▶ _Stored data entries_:
★ ★ ★

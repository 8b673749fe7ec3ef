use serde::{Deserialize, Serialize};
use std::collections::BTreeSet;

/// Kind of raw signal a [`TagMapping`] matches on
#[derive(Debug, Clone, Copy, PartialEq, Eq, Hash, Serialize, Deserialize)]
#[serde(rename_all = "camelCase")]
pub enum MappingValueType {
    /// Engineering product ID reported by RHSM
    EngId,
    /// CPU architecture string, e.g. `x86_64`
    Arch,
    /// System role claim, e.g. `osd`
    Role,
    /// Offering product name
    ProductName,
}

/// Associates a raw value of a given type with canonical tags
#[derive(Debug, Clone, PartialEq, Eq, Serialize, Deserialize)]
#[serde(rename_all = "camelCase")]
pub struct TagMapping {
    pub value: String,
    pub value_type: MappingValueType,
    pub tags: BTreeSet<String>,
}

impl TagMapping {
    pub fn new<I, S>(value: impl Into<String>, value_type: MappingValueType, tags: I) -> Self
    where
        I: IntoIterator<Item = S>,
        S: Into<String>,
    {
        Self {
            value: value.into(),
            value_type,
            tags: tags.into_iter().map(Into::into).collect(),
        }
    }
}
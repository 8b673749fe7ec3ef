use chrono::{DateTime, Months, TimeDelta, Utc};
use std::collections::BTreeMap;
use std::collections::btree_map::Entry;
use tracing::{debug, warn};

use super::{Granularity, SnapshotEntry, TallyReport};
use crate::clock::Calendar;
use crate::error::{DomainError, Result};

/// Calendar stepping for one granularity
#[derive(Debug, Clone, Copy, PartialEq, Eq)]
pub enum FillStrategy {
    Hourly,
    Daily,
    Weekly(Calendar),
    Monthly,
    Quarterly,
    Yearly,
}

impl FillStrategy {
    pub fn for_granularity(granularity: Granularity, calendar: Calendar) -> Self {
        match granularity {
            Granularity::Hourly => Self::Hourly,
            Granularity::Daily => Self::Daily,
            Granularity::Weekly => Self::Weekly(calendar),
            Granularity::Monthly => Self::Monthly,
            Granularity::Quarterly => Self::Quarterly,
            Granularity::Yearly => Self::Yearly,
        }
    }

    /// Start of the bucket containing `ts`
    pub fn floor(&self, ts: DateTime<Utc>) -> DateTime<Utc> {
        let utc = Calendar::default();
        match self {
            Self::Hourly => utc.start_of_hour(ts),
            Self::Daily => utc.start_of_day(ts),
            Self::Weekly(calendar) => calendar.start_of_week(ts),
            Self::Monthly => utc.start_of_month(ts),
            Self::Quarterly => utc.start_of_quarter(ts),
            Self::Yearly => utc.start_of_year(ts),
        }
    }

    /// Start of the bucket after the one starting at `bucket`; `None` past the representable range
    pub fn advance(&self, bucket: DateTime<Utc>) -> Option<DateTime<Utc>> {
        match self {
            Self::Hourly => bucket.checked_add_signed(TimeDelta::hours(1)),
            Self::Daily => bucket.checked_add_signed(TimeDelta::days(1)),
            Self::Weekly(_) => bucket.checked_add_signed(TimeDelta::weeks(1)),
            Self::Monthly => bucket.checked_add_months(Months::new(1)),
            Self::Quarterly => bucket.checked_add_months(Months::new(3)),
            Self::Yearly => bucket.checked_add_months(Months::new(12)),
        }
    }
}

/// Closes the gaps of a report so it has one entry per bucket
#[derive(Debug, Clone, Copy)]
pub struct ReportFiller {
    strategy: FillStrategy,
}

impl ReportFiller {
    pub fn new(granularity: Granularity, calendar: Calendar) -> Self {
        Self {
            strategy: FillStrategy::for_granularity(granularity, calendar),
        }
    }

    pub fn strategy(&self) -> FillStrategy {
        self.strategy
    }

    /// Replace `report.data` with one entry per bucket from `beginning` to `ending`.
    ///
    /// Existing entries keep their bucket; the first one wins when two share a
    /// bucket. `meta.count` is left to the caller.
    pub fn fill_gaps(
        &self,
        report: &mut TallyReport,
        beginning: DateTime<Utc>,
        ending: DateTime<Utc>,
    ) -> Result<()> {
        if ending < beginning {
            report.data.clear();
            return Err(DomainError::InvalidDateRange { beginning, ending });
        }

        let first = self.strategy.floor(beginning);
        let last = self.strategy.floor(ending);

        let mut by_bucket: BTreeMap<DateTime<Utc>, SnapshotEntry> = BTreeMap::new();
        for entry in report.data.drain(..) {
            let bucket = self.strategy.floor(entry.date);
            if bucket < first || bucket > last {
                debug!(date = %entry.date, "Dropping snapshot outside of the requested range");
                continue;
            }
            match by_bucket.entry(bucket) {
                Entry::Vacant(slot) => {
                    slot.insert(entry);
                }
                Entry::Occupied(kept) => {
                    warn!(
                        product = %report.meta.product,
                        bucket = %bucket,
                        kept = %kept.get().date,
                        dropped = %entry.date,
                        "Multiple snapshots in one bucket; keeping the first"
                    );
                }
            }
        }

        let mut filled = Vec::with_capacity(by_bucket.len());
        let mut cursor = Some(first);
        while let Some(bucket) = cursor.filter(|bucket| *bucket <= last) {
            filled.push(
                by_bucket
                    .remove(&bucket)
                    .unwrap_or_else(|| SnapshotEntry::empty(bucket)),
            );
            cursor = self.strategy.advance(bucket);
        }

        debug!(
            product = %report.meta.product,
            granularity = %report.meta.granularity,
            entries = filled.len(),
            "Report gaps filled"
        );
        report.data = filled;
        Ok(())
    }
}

★ ★ ★

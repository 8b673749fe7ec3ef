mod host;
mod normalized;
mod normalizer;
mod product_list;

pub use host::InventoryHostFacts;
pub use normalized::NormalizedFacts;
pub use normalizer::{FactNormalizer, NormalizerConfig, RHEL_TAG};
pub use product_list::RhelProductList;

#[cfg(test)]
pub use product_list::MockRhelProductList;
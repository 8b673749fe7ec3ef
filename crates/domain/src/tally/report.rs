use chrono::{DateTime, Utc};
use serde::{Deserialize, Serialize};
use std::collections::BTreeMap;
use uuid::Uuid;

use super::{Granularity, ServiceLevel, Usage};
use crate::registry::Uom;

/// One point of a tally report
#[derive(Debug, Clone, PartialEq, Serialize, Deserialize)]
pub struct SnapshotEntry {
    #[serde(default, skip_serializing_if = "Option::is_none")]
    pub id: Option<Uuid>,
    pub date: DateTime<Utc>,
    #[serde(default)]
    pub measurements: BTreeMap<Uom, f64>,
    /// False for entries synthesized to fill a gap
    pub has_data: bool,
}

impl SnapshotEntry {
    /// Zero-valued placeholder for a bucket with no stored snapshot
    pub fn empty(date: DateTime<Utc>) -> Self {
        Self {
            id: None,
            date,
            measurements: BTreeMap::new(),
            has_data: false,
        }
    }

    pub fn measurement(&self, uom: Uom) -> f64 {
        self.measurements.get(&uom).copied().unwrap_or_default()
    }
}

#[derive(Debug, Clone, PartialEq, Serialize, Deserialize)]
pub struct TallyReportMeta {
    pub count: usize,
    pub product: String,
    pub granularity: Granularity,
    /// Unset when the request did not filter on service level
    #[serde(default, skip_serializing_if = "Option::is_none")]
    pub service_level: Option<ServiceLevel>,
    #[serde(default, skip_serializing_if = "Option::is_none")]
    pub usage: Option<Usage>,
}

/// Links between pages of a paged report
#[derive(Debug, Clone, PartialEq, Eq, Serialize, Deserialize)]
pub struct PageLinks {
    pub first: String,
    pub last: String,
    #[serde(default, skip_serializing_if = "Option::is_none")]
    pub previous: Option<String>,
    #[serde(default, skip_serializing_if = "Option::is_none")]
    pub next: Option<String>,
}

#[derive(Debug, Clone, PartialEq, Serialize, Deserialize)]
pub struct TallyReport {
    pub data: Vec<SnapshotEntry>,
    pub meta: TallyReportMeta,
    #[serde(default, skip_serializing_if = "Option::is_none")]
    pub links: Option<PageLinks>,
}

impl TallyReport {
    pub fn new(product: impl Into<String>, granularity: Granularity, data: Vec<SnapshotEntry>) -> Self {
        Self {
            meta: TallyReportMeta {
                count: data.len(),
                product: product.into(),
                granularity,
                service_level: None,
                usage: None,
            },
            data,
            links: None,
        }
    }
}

★ ★ ★

Note each line of the entries that has "TallyReportMeta" in it, and copy those lines.

▶ _RESULT FOR THIS TASK_:
pub struct TallyReportMeta {
    pub meta: TallyReportMeta,
            meta: TallyReportMeta {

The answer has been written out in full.